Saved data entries
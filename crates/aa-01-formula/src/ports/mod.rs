//! # Ports Layer
//!
//! Interfaces between the formula engine and the outside world.
//!
//! - **Driven Ports (Outbound)**: `LedgerReader`, `GetterLookup`, `FormulaParser`

pub mod outbound;

pub use outbound::*;
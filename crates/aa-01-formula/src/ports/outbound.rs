//! # Driven Ports (SPI - Outbound)
//!
//! What the evaluator needs from the ledger, plus the two synchronous
//! collaborators of the validator.
//!
//! Every ledger read is bounded by the MCI passed in the query or the
//! cascade's own context; adapters must never return data that became
//! stable after it.

use crate::domain::ast::Expr;
use crate::domain::template::AaDefinitionRecord;
use crate::domain::value::StoredValue;
use crate::validator::Complexity;
use async_trait::async_trait;
use serde::{Deserialize, Serialize};
use shared_types::{Address, Amount, Asset, AssetInfo, LedgerError, Mci, Unit, UnitHash};
use std::collections::BTreeMap;

// =============================================================================
// RECORDS
// =============================================================================

/// A unit together with its stability.
#[derive(Debug, Clone, PartialEq, Serialize, Deserialize)]
pub struct StoredUnit {
    /// The unit.
    pub unit: Unit,
    /// MCI once stable.
    pub mci: Option<Mci>,
}

/// Data feed search.
#[derive(Debug, Clone, PartialEq, Eq)]
pub struct DataFeedQuery {
    /// Oracles whose postings count.
    pub oracles: Vec<Address>,
    /// Feed name.
    pub feed_name: String,
    /// Lowest MCI considered.
    pub min_mci: Mci,
    /// Highest MCI considered.
    pub max_mci: Mci,
}

/// One posted data feed value.
#[derive(Debug, Clone, PartialEq, Serialize, Deserialize)]
pub struct DataFeedRecord {
    /// Posting oracle.
    pub oracle: Address,
    /// Feed name.
    pub feed_name: String,
    /// Posted value: a string or a number.
    pub value: serde_json::Value,
    /// Posting unit.
    pub unit: UnitHash,
    /// MCI of the posting unit.
    pub mci: Mci,
}

/// Attestation search.
#[derive(Debug, Clone, PartialEq, Eq)]
pub struct AttestationQuery {
    /// Attestors whose attestations count.
    pub attestors: Vec<Address>,
    /// Attested address.
    pub address: Address,
    /// Highest MCI considered.
    pub max_mci: Mci,
}

/// One attestation.
#[derive(Debug, Clone, PartialEq, Serialize, Deserialize)]
pub struct AttestationRecord {
    /// Attestor.
    pub attestor: Address,
    /// Attested address.
    pub address: Address,
    /// Attesting unit.
    pub unit: UnitHash,
    /// MCI of the attesting unit.
    pub mci: Mci,
    /// Attested fields.
    pub profile: BTreeMap<String, serde_json::Value>,
}

// =============================================================================
// LEDGER ACCESS
// =============================================================================

/// Read access to stable ledger state.
#[async_trait]
pub trait LedgerReader: Send + Sync {
    /// Persisted balance of `address` in `asset` (0 if none).
    async fn read_balance(&self, address: &Address, asset: &Asset) -> Result<Amount, LedgerError>;

    /// Persisted storage size of an AA (0 if none).
    async fn read_storage_size(&self, address: &Address) -> Result<i64, LedgerError>;

    /// Persisted state variable.
    async fn read_state_var(
        &self,
        address: &Address,
        name: &str,
    ) -> Result<Option<StoredValue>, LedgerError>;

    /// AA definition, regardless of MCI; callers compare `mci` themselves.
    async fn read_aa_definition(
        &self,
        address: &Address,
    ) -> Result<Option<AaDefinitionRecord>, LedgerError>;

    /// Definition of a plain address.
    async fn read_definition(
        &self,
        address: &Address,
    ) -> Result<Option<serde_json::Value>, LedgerError>;

    /// A unit with its stability.
    async fn read_unit(&self, unit: &UnitHash) -> Result<Option<StoredUnit>, LedgerError>;

    /// Stable data feed postings matching the query, newest first.
    async fn read_data_feeds(&self, query: &DataFeedQuery) -> Result<Vec<DataFeedRecord>, LedgerError>;

    /// Stable attestations matching the query, newest first.
    async fn read_attestations(
        &self,
        query: &AttestationQuery,
    ) -> Result<Vec<AttestationRecord>, LedgerError>;

    /// Asset properties.
    async fn read_asset(&self, asset: &Asset) -> Result<Option<AssetInfo>, LedgerError>;
}

// =============================================================================
// VALIDATION COLLABORATORS
// =============================================================================

/// Static complexity of other AAs' getters, for validating remote calls
/// whose target is a literal address.
pub trait GetterLookup: Send + Sync {
    /// Complexity of `getter` exported by `aa`, if it exists.
    fn getter_complexity(&self, aa: &Address, getter: &str) -> Option<Complexity>;
}

/// Lookup that knows no getters.
#[derive(Debug, Default, Clone, Copy)]
pub struct NoGetters;

impl GetterLookup for NoGetters {
    fn getter_complexity(&self, _aa: &Address, _getter: &str) -> Option<Complexity> {
        None
    }
}

impl GetterLookup for BTreeMap<(Address, String), Complexity> {
    fn getter_complexity(&self, aa: &Address, getter: &str) -> Option<Complexity> {
        self.get(&(aa.clone(), getter.to_string())).copied()
    }
}

/// Turns formula source text into a syntax tree.
pub trait FormulaParser: Send + Sync {
    /// Parses `source`.
    ///
    /// # Errors
    ///
    /// Returns a human-readable parse error.
    fn parse(&self, source: &str) -> Result<Expr, String>;
}
//! # Driving Ports (API - Inbound)
//!
//! What the consensus layer and wallets call.

use crate::errors::HandlerError;
use crate::events::AaResponsesEvent;
use aa_01_formula::domain::{AaDefinitionRecord, AaResponse};
use aa_01_formula::validator::DefinitionInfo;
use async_trait::async_trait;
use shared_types::{Address, Mci, Unit};

/// Public API of the trigger handler.
#[async_trait]
pub trait AaEngineApi: Send + Sync {
    /// Processes every queued trigger, oldest first, each in its own
    /// transaction.
    ///
    /// Stops at the first trigger that fails. Events of the triggers
    /// committed before it are still returned and the failed trigger stays
    /// queued, so the error surfaces on the next call.
    ///
    /// # Errors
    ///
    /// Returns the error of the first queued trigger when it fails.
    async fn handle_aa_triggers(&self) -> Result<Vec<AaResponsesEvent>, HandlerError>;

    /// Runs `trigger_unit` against `aa` as if it became stable at `mci`,
    /// then discards every effect.
    async fn estimate_primary_aa_trigger(
        &self,
        trigger_unit: Unit,
        aa: &Address,
        mci: Mci,
    ) -> Result<Vec<AaResponse>, HandlerError>;

    /// Validates and stores a new AA definition.
    async fn define_aa(&self, record: AaDefinitionRecord) -> Result<DefinitionInfo, HandlerError>;

    /// Compares every cached balance with the unspent outputs behind it.
    async fn check_balances(&self) -> Result<(), HandlerError>;

    /// Compares every storage size counter with the stored variables.
    async fn check_storage_sizes(&self) -> Result<(), HandlerError>;
}
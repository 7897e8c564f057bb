//! # Test Fixtures
//!
//! Deterministic addresses, trigger units and AA definitions shared by the
//! integration scenarios and the benchmarks.

use aa_01_formula::config::AaConfig;
use aa_01_formula::domain::ast::{AssignOp, CmpOp, SearchParam, TriggerField};
use aa_01_formula::domain::{AaDefinition, AaDefinitionKind, AaDefinitionRecord, ChainContext, Expr, Template};
use aa_02_trigger_handler::adapters::InMemoryAaLedger;
use aa_02_trigger_handler::service::AaService;
use serde_json::json;
use shared_types::{compute_unit_hash, Address, Amount, Asset, Author, Mci, Message, Output, Payment, Unit, UnitHash};
use std::sync::Arc;

// =============================================================================
// IDENTIFIERS
// =============================================================================

/// Address made of one repeated character.
pub fn addr(c: char) -> Address {
    Address::new(c.to_string().repeat(32))
}

/// Unit hash made of one repeated character.
pub fn hash(c: char) -> UnitHash {
    UnitHash::new(c.to_string().repeat(64))
}

// =============================================================================
// LEDGER
// =============================================================================

/// Main chain context used for every MCI in the fixtures.
pub fn context(mci: Mci) -> ChainContext {
    ChainContext { mci, timestamp: 1_700_000_000 + mci, mc_unit: hash('m'), last_ball_unit: hash('b') }
}

/// Empty ledger with main chain contexts for MCIs 1 to 100.
pub fn ledger() -> InMemoryAaLedger {
    let ledger = InMemoryAaLedger::new();
    for mci in 1..=100 {
        ledger.set_chain_context(context(mci));
    }
    ledger
}

/// Service over a fresh [`ledger`].
pub fn service(config: AaConfig) -> AaService<InMemoryAaLedger> {
    AaService::new(Arc::new(ledger()), config)
}

/// Unit authored by `from` paying `amount` bytes to `to`, with optional data.
pub fn paying_with_data(from: char, to: &Address, amount: Amount, data: Option<serde_json::Value>, nonce: u64) -> Unit {
    let mut messages = vec![Message::Payment(Payment {
        asset: Asset::base(),
        inputs: vec![],
        outputs: vec![Output { address: to.clone(), amount }],
    })];
    if let Some(data) = data {
        messages.push(Message::Data(data));
    }
    let mut unit = Unit {
        unit: UnitHash::default(),
        version: "4.0".into(),
        alt: "1".into(),
        authors: vec![Author::new(addr(from))],
        parent_units: vec![hash('p')],
        last_ball_unit: None,
        timestamp: nonce,
        headers_commission: 0,
        payload_commission: 0,
        messages,
    };
    unit.unit = compute_unit_hash(&unit).expect("fixture unit hashes");
    unit
}

/// Unit authored by `from` paying `amount` bytes to `to`.
pub fn paying(from: char, to: &Address, amount: Amount) -> Unit {
    paying_with_data(from, to, amount, None, 1)
}

// =============================================================================
// DEFINITIONS
// =============================================================================

/// Plain definition record stable at MCI 1.
pub fn plain(address: &Address, definition: AaDefinition) -> AaDefinitionRecord {
    AaDefinitionRecord {
        address: address.clone(),
        definition: AaDefinitionKind::Plain(definition),
        unit: hash('d'),
        mci: 1,
    }
}

/// `var[name] op= value`
pub fn set_var(name: &str, op: AssignOp, value: Expr) -> Expr {
    Expr::StateVarAssign { name: Box::new(Expr::str(name)), op, value: Box::new(value) }
}

/// `trigger.output[[asset=base]]`
pub fn received_bytes() -> Expr {
    Expr::TriggerOutput { asset: Box::new(Expr::str("base")) }
}

/// `trigger.address`
pub fn trigger_address() -> Expr {
    Expr::Trigger { field: TriggerField::Address }
}

/// `bounce(message)`
pub fn bounce(message: &str) -> Expr {
    Expr::Bounce { message: Box::new(Expr::str(message)) }
}

/// `data_feed[[oracles=oracle, feed_name=feed]]`
pub fn data_feed(oracle: &Address, feed: &str) -> Expr {
    let param = |name: &str, value: &str| SearchParam { name: name.into(), op: CmpOp::Eq, value: Expr::str(value) };
    Expr::DataFeed { params: vec![param("oracles", oracle.as_str()), param("feed_name", feed)] }
}

/// `data_feed[[oracles=oracle, feed_name=feed, feed_value>threshold]]`
pub fn data_feed_above(oracle: &Address, feed: &str, threshold: i64) -> Expr {
    let Expr::DataFeed { mut params } = data_feed(oracle, feed) else {
        unreachable!("data_feed builds a data feed lookup")
    };
    params.push(SearchParam { name: "feed_value".into(), op: CmpOp::Gt, value: Expr::num(threshold) });
    Expr::DataFeed { params }
}

/// Base payment message with one output per `(address, amount)` pair.
pub fn payment(outputs: Vec<(Expr, Expr)>) -> Template {
    let outputs = outputs
        .into_iter()
        .map(|(address, amount)| {
            Template::object(vec![("address", Template::formula(address)), ("amount", Template::formula(amount))])
        })
        .collect();
    Template::object(vec![
        ("app", Template::literal(json!("payment"))),
        (
            "payload",
            Template::object(vec![
                ("asset", Template::literal(json!("base"))),
                ("outputs", Template::Array { items: outputs }),
            ]),
        ),
    ])
}

/// Definition made of `messages` in order.
pub fn messages(items: Vec<Template>) -> AaDefinition {
    AaDefinition::with_messages(Template::Array { items })
}

/// Counts triggers in `count` and does nothing else.
pub fn counter() -> AaDefinition {
    messages(vec![Template::state_message(Expr::statements(vec![set_var("count", AssignOp::Add, Expr::num(1))]))])
}
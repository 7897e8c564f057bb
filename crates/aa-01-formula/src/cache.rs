//! # Formula Cache
//!
//! Parsed formulas keyed by source text. Parsing is done by an external
//! collaborator; the cache only guarantees each distinct source is parsed
//! once while it stays among the most recently used entries.

use crate::domain::ast::Expr;
use lru::LruCache;
use parking_lot::Mutex;
use std::num::NonZeroUsize;
use std::sync::atomic::{AtomicU64, Ordering};
use std::sync::Arc;
use tracing::trace;

/// LRU cache of parsed formulas.
pub struct FormulaCache {
    entries: Mutex<LruCache<String, Arc<Expr>>>,
    hits: AtomicU64,
    misses: AtomicU64,
}

impl FormulaCache {
    /// Cache holding at most `capacity` formulas.
    #[must_use]
    pub fn new(capacity: usize) -> Self {
        let capacity = NonZeroUsize::new(capacity).unwrap_or(NonZeroUsize::MIN);
        Self {
            entries: Mutex::new(LruCache::new(capacity)),
            hits: AtomicU64::new(0),
            misses: AtomicU64::new(0),
        }
    }

    /// Returns the cached tree for `source`, parsing it on a miss.
    ///
    /// # Errors
    ///
    /// Propagates the parser's error; failures are not cached.
    pub fn get_or_parse<E>(
        &self,
        source: &str,
        parse: impl FnOnce(&str) -> Result<Expr, E>,
    ) -> Result<Arc<Expr>, E> {
        if let Some(expr) = self.entries.lock().get(source) {
            self.hits.fetch_add(1, Ordering::Relaxed);
            return Ok(Arc::clone(expr));
        }
        self.misses.fetch_add(1, Ordering::Relaxed);
        trace!(len = source.len(), "formula cache miss");
        let expr = Arc::new(parse(source)?);
        self.entries.lock().put(source.to_string(), Arc::clone(&expr));
        Ok(expr)
    }

    /// Number of cached formulas.
    #[must_use]
    pub fn len(&self) -> usize {
        self.entries.lock().len()
    }

    /// Whether nothing is cached.
    #[must_use]
    pub fn is_empty(&self) -> bool {
        self.len() == 0
    }

    /// `(hits, misses)` since creation.
    #[must_use]
    pub fn stats(&self) -> (u64, u64) {
        (self.hits.load(Ordering::Relaxed), self.misses.load(Ordering::Relaxed))
    }
}
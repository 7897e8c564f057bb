//! Cross-crate scenarios driven through `AaEngineApi`.

pub mod flows;
pub mod invariants;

_Work instruction_
Pick out, from the lines above, every one that contains the string "StoredUnit".

_Reply_
pub struct StoredUnit {
    async fn read_unit(&self, unit: &UnitHash) -> Result<Option<StoredUnit>, LedgerError>;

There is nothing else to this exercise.